The Carson Group announced today that private equity firm Bain Capital has bought out Carson’s original private equity partner Long Ridge Equity Partners, in a deal that valued Carson at more than $1 billion.

Carson manages $17 billion for more than 37,000 families. It has been an aggressive acquirer, talent seeker and now has 110 partner offices.

Ron Carson remains the Omaha, Neb.-based firm’s leader and majority owner. “The investment, along with a commitment to provide additional growth capital, will help [Carson] support its continued growth, technology development, and expansion by acquisition,” the Carson Group and Bain said in a joint press release.

Long Ridge, a New York firm, paid $35 million for a 29% stake in Carson in 2016. The $1 billion valuation suggests Long Ridge walked away with about $290 million and made more than seven times its original investment. Five years is often considered a typical holding period for a private equity firm. Bain is a multi-asset private alternative investment firm based in Boston.

Carson has been ambitious in offering a holistic advice experience that includes wealth management, portfolio management, tax preparation, estate planning and insurance, and the Bain investment was part of that goal, said a spokesperson. The firm offers its partner advisors back-office help, coaching and technology and at the same time it develops software tools and new financial products.

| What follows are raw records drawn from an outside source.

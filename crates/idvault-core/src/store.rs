//! Encrypted key-value store.
//!
//! Records are sealed with XChaCha20-Poly1305 under the session key at `set`
//! time and stay sealed in memory; `get` decrypts on demand. The whole store
//! is persisted as one file (see [`crate::format`]) written through a
//! temporary file and an atomic rename.
//!
//! [`Store`] is a shared handle: clones see the same session and records.
//! Writers are serialised by the internal write lock, readers run
//! concurrently. When the last handle is dropped, pending changes are
//! flushed if autosave is on, and the session key is zeroized.

use std::collections::BTreeMap;
use std::fmt;
use std::fs;
use std::io::{ErrorKind, Write};
use std::path::{Path, PathBuf};
use std::sync::Arc;
use std::time::Duration;

use bytes::Bytes;
use parking_lot::RwLock;
use tempfile::NamedTempFile;
use tracing::{debug, error, info, warn};
use zeroize::Zeroizing;

use crate::crypto::{self, KdfParams};
use crate::error::{AuthError, StoreError};
use crate::format::{decode_store, encode_store, SealedRecord, StoreHeader, MAX_KEY_LEN};
use crate::session::{self, SessionKey};

const RECORD_AAD_PREFIX: &[u8] = b"idvault-record-v1\0";

#[derive(Debug, Clone)]
pub struct StoreOptions {
    /// Cost parameters used when the store file is created.
    pub kdf: KdfParams,
    pub autosave: bool,
}

impl Default for StoreOptions {
    fn default() -> Self {
        Self {
            kdf: KdfParams::default(),
            autosave: false,
        }
    }
}

#[derive(Clone)]
pub struct Store {
    inner: Arc<StoreInner>,
}

struct StoreInner {
    path: PathBuf,
    kdf: KdfParams,
    state: RwLock<StoreState>,
}

struct StoreState {
    header: Option<StoreHeader>,
    records: BTreeMap<String, SealedRecord>,
    session: Option<SessionKey>,
    autosave: bool,
    dirty: bool,
}

impl Store {
    pub fn open<P: AsRef<Path>>(path: P) -> Result<Self, StoreError> {
        Self::open_with(path, StoreOptions::default())
    }

    /// Load the store file if present. The handle starts locked either way.
    pub fn open_with<P: AsRef<Path>>(path: P, options: StoreOptions) -> Result<Self, StoreError> {
        let path = path.as_ref().to_path_buf();
        let (header, records) = match fs::read(&path) {
            Ok(bytes) => {
                let (header, records) = decode_store(&bytes)?;
                (Some(header), records)
            }
            Err(e) if e.kind() == ErrorKind::NotFound => (None, BTreeMap::new()),
            Err(e) => return Err(e.into()),
        };
        debug!(
            path = %path.display(),
            exists = header.is_some(),
            records = records.len(),
            "store opened"
        );
        Ok(Self {
            inner: Arc::new(StoreInner {
                path,
                kdf: options.kdf,
                state: RwLock::new(StoreState {
                    header,
                    records,
                    session: None,
                    autosave: options.autosave,
                    dirty: false,
                }),
            }),
        })
    }

    pub fn path(&self) -> &Path {
        &self.inner.path
    }

    /// Unlock with `passphrase`, creating the store file if it does not exist.
    pub fn unlock(&self, passphrase: &str) -> Result<(), AuthError> {
        match self.unlock_existing(passphrase) {
            Err(AuthError::NoSuchStore(_)) => {
                let (header, key) = session::create(self.inner.kdf, passphrase)?;
                self.install_created(header, key)
            }
            other => other,
        }
    }

    /// Unlock an existing store; fails with [`AuthError::NoSuchStore`] instead
    /// of creating one.
    pub fn unlock_existing(&self, passphrase: &str) -> Result<(), AuthError> {
        let header = self.inner.state.read().header.clone();
        match session::unlock(&self.inner.path, header.as_ref(), passphrase) {
            Ok(key) => {
                self.install_session(key);
                Ok(())
            }
            Err(e) => {
                self.drop_session();
                Err(e)
            }
        }
    }

    /// Like [`Store::unlock`], but key derivation runs on the blocking pool
    /// and is abandoned once `deadline` passes.
    pub async fn unlock_with_deadline(
        &self,
        passphrase: &str,
        deadline: Duration,
    ) -> Result<(), AuthError> {
        let header = self.inner.state.read().header.clone();
        let secret = Zeroizing::new(passphrase.to_string());
        match session::unlock_with_deadline(&self.inner.path, header, secret, deadline).await {
            Ok(key) => {
                self.install_session(key);
                Ok(())
            }
            Err(AuthError::NoSuchStore(_)) => {
                let kdf = self.inner.kdf;
                let secret = Zeroizing::new(passphrase.to_string());
                let task = tokio::task::spawn_blocking(move || session::create(kdf, &secret));
                let (header, key) = match tokio::time::timeout(deadline, task).await {
                    Ok(Ok(created)) => created?,
                    Ok(Err(join)) => {
                        return Err(AuthError::KeyDerivation(format!("derivation task: {join}")))
                    }
                    Err(_) => return Err(AuthError::DeadlineExceeded(deadline)),
                };
                self.install_created(header, key)
            }
            Err(e) => {
                self.drop_session();
                Err(e)
            }
        }
    }

    fn install_session(&self, key: SessionKey) {
        self.inner.state.write().session = Some(key);
        info!(path = %self.inner.path.display(), "store unlocked");
    }

    /// A failed unlock leaves the handle locked even if it was unlocked before.
    fn drop_session(&self) {
        if self.inner.state.write().session.take().is_some() {
            warn!(path = %self.inner.path.display(), "unlock failed; previous session dropped");
        }
    }

    fn install_created(&self, header: StoreHeader, key: SessionKey) -> Result<(), AuthError> {
        let mut state = self.inner.state.write();
        if state.header.is_some() {
            return Err(AuthError::CreatedConcurrently(self.inner.path.clone()));
        }
        let bytes = encode_store(&header, &state.records);
        match write_atomic(&self.inner.path, &bytes, true) {
            Ok(()) => {}
            Err(StoreError::IoFailure(e)) if e.kind() == ErrorKind::AlreadyExists => {
                return Err(AuthError::CreatedConcurrently(self.inner.path.clone()));
            }
            Err(e) => return Err(e.into()),
        }
        state.header = Some(header);
        state.session = Some(key);
        state.dirty = false;
        info!(path = %self.inner.path.display(), "created new store");
        Ok(())
    }

    pub fn is_unlocked(&self) -> bool {
        self.inner.state.read().session.is_some()
    }

    /// Drop the session key. Pending changes are flushed first when autosave
    /// is on; the key is discarded even if that flush fails.
    pub fn lock(&self) -> Result<(), StoreError> {
        let mut state = self.inner.state.write();
        let result = if state.autosave && state.dirty && state.session.is_some() {
            persist(&self.inner.path, &mut state)
        } else {
            Ok(())
        };
        state.session = None;
        info!(path = %self.inner.path.display(), "store locked");
        result
    }

    pub fn enable_autosave(&self) {
        self.inner.state.write().autosave = true;
    }

    pub fn disable_autosave(&self) {
        self.inner.state.write().autosave = false;
    }

    pub fn autosave_enabled(&self) -> bool {
        self.inner.state.read().autosave
    }

    /// True when there are changes not yet written to disk.
    pub fn has_pending_changes(&self) -> bool {
        self.inner.state.read().dirty
    }

    pub fn set(&self, key: &str, value: &[u8]) -> Result<(), StoreError> {
        validate_key(key)?;
        let mut state = self.inner.state.write();
        let sealed = {
            let session = state.session.as_ref().ok_or(StoreError::Locked)?;
            seal_record(session, key, value)?
        };
        let was_dirty = state.dirty;
        let previous = state.records.insert(key.to_string(), sealed);
        state.dirty = true;
        if state.autosave {
            if let Err(e) = persist(&self.inner.path, &mut state) {
                match previous {
                    Some(record) => state.records.insert(key.to_string(), record),
                    None => state.records.remove(key),
                };
                state.dirty = was_dirty;
                return Err(e);
            }
        }
        Ok(())
    }

    pub fn get(&self, key: &str) -> Result<Bytes, StoreError> {
        let state = self.inner.state.read();
        let session = state.session.as_ref().ok_or(StoreError::Locked)?;
        let record = state
            .records
            .get(key)
            .ok_or_else(|| StoreError::NotFound(key.to_string()))?;
        let plaintext = open_record(session, key, record)?;
        Ok(Bytes::copy_from_slice(&plaintext))
    }

    /// Remove a record. Returns whether it existed.
    pub fn remove(&self, key: &str) -> Result<bool, StoreError> {
        let mut state = self.inner.state.write();
        if state.session.is_none() {
            return Err(StoreError::Locked);
        }
        let Some(previous) = state.records.remove(key) else {
            return Ok(false);
        };
        let was_dirty = state.dirty;
        state.dirty = true;
        if state.autosave {
            if let Err(e) = persist(&self.inner.path, &mut state) {
                state.records.insert(key.to_string(), previous);
                state.dirty = was_dirty;
                return Err(e);
            }
        }
        Ok(true)
    }

    pub fn contains(&self, key: &str) -> Result<bool, StoreError> {
        let state = self.inner.state.read();
        if state.session.is_none() {
            return Err(StoreError::Locked);
        }
        Ok(state.records.contains_key(key))
    }

    pub fn keys(&self) -> Result<Vec<String>, StoreError> {
        self.keys_with_prefix("")
    }

    pub fn keys_with_prefix(&self, prefix: &str) -> Result<Vec<String>, StoreError> {
        let state = self.inner.state.read();
        if state.session.is_none() {
            return Err(StoreError::Locked);
        }
        Ok(state
            .records
            .keys()
            .filter(|k| k.starts_with(prefix))
            .cloned()
            .collect())
    }

    /// Write pending changes to disk. A flush with nothing pending leaves the
    /// file untouched.
    pub fn flush(&self) -> Result<(), StoreError> {
        let mut state = self.inner.state.write();
        if state.session.is_none() {
            return Err(StoreError::Locked);
        }
        if !state.dirty {
            return Ok(());
        }
        persist(&self.inner.path, &mut state)
    }

    /// Re-key every record under a new passphrase and a fresh salt.
    pub fn change_passphrase(&self, old: &str, new: &str) -> Result<(), AuthError> {
        if !self.is_unlocked() {
            return Err(StoreError::Locked.into());
        }
        let header = self.inner.state.read().header.clone();
        let old_key = session::unlock(&self.inner.path, header.as_ref(), old)?;
        let kdf = header.map(|h| h.kdf).unwrap_or(self.inner.kdf);
        let (new_header, new_key) = session::create(kdf, new)?;

        let mut state = self.inner.state.write();
        let mut rekeyed = BTreeMap::new();
        for (key, record) in &state.records {
            let plaintext = open_record(&old_key, key, record)?;
            rekeyed.insert(key.clone(), seal_record(&new_key, key, &plaintext)?);
        }
        let bytes = encode_store(&new_header, &rekeyed);
        write_atomic(&self.inner.path, &bytes, false)?;
        state.header = Some(new_header);
        state.records = rekeyed;
        state.session = Some(new_key);
        state.dirty = false;
        info!(path = %self.inner.path.display(), "store passphrase changed");
        Ok(())
    }
}

impl fmt::Debug for Store {
    fn fmt(&self, f: &mut fmt::Formatter<'_>) -> fmt::Result {
        let state = self.inner.state.read();
        f.debug_struct("Store")
            .field("path", &self.inner.path)
            .field("unlocked", &state.session.is_some())
            .field("autosave", &state.autosave)
            .field("records", &state.records.len())
            .finish()
    }
}

impl Drop for StoreInner {
    fn drop(&mut self) {
        let state = self.state.get_mut();
        if !state.dirty {
            return;
        }
        if state.autosave && state.session.is_some() {
            if let Err(e) = persist(&self.path, state) {
                error!(path = %self.path.display(), error = %e, "flush on release failed");
            }
        } else {
            warn!(
                path = %self.path.display(),
                "store released with unflushed changes; they were discarded"
            );
        }
    }
}

fn validate_key(key: &str) -> Result<(), StoreError> {
    if key.is_empty() {
        return Err(StoreError::InvalidKey("key must not be empty".into()));
    }
    if key.len() > MAX_KEY_LEN {
        return Err(StoreError::InvalidKey(format!(
            "key is {} bytes, limit is {MAX_KEY_LEN}",
            key.len()
        )));
    }
    Ok(())
}

fn record_aad(key: &str) -> Vec<u8> {
    let mut aad = Vec::with_capacity(RECORD_AAD_PREFIX.len() + key.len());
    aad.extend_from_slice(RECORD_AAD_PREFIX);
    aad.extend_from_slice(key.as_bytes());
    aad
}

fn seal_record(session: &SessionKey, key: &str, value: &[u8]) -> Result<SealedRecord, StoreError> {
    let (nonce, ciphertext) = crypto::seal(session.as_bytes(), &record_aad(key), value)
        .map_err(|_| StoreError::Encrypt)?;
    Ok(SealedRecord { nonce, ciphertext })
}

fn open_record(
    session: &SessionKey,
    key: &str,
    record: &SealedRecord,
) -> Result<Zeroizing<Vec<u8>>, StoreError> {
    crypto::open(
        session.as_bytes(),
        &record.nonce,
        &record_aad(key),
        &record.ciphertext,
    )
    .map_err(|_| StoreError::Corrupt(format!("authentication failed for record {key}")))
}

fn persist(path: &Path, state: &mut StoreState) -> Result<(), StoreError> {
    let header = state.header.as_ref().ok_or(StoreError::Locked)?;
    let bytes = encode_store(header, &state.records);
    write_atomic(path, &bytes, false)?;
    state.dirty = false;
    debug!(path = %path.display(), records = state.records.len(), "store flushed");
    Ok(())
}

/// Write via a synced temporary file in the target directory, then rename.
/// With `create_new` the rename fails if the target already exists.
fn write_atomic(path: &Path, bytes: &[u8], create_new: bool) -> Result<(), StoreError> {
    let dir = match path.parent() {
        Some(p) if !p.as_os_str().is_empty() => p,
        _ => Path::new("."),
    };
    fs::create_dir_all(dir)?;
    let mut tmp = NamedTempFile::new_in(dir)?;
    tmp.write_all(bytes)?;
    tmp.as_file().sync_all()?;
    if create_new {
        tmp.persist_noclobber(path).map_err(|e| e.error)?;
    } else {
        tmp.persist(path).map_err(|e| e.error)?;
    }
    sync_dir(dir)?;
    Ok(())
}

/// Make the rename itself durable.
#[cfg(unix)]
fn sync_dir(dir: &Path) -> Result<(), StoreError> {
    fs::File::open(dir)?.sync_all()?;
    Ok(())
}

#[cfg(not(unix))]
fn sync_dir(_dir: &Path) -> Result<(), StoreError> {
    Ok(())
}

Ron Carson founded Carson Wealth in 1983 to serve high-net-worth individuals with portfolio management and wealth management. He went on to found Peak Advisors Alliance (later Carson Coaching) in 1993 and Carson Partners (formerly Carson Institutional Alliance). He’s cultivated and enjoyed a reputation as an Omaha version of a Silicon Valley innovator. He talks about luring talented but overwhelmed young advisor partners—people fighting fee compression and deluged by the need for a big tech spend—and offering them back-office help and digital tools. When he talks about the client experience, he evokes the names of Amazon and Apple to define the way people want their financial services seamlessly delivered. He’s even built a 200,000 square-foot campus in Omaha, two four-story glass buildings replete with a café and fitness center. (The construction continued through May and staff returned to the campus in June, said the spokesperson.) Carson is also an author.

He is often coming up with or investing in new tech and business solutions. Carson Wealth has invested in financial services and fintech companies including Acorns, Applied Systems, AvidXchange, Billtrust, Corvus Insurance, esure Group, FleetCor Technologies, Nets, Nexi, Passport, SigFig, SquareTrade, Vertafore and Worldpay. He also has expressed continued interest in retail banking services, an effort known as “Carson Cash,” to compete with the Wells Fargos of the world.

Carson said the point was that banks, law firms and CPAs were getting into the financial advice business, and everything was up for grabs since no one owned the comprehensive financial experience. “Banking, taxes all that stuff is an attempt to have a single pane of glass experience … think of a dashboard on a plane,” he said to Financial Advisor magazine in 2019.

He’s also said in the past that tech is one of the biggest drags on smaller firms’ bottom lines, and in 2020 said Carson Wealth was offering its partners free access to tech options like Salesforce, Orion and Smarsh.

Industry observers noted that the Carson valuation was bigger than United Capital’s; the latter company was sold to Goldman Sachs for $750 million in 2019 and is now seen by observers as part of Goldman’s broader effort to get into the RIA custody area. Carson said in several forums that he didn’t want to be rolled up into a Goldman Sachs the way United Capital was.

Carson moved his affiliation from LPL to Cetera in 2017.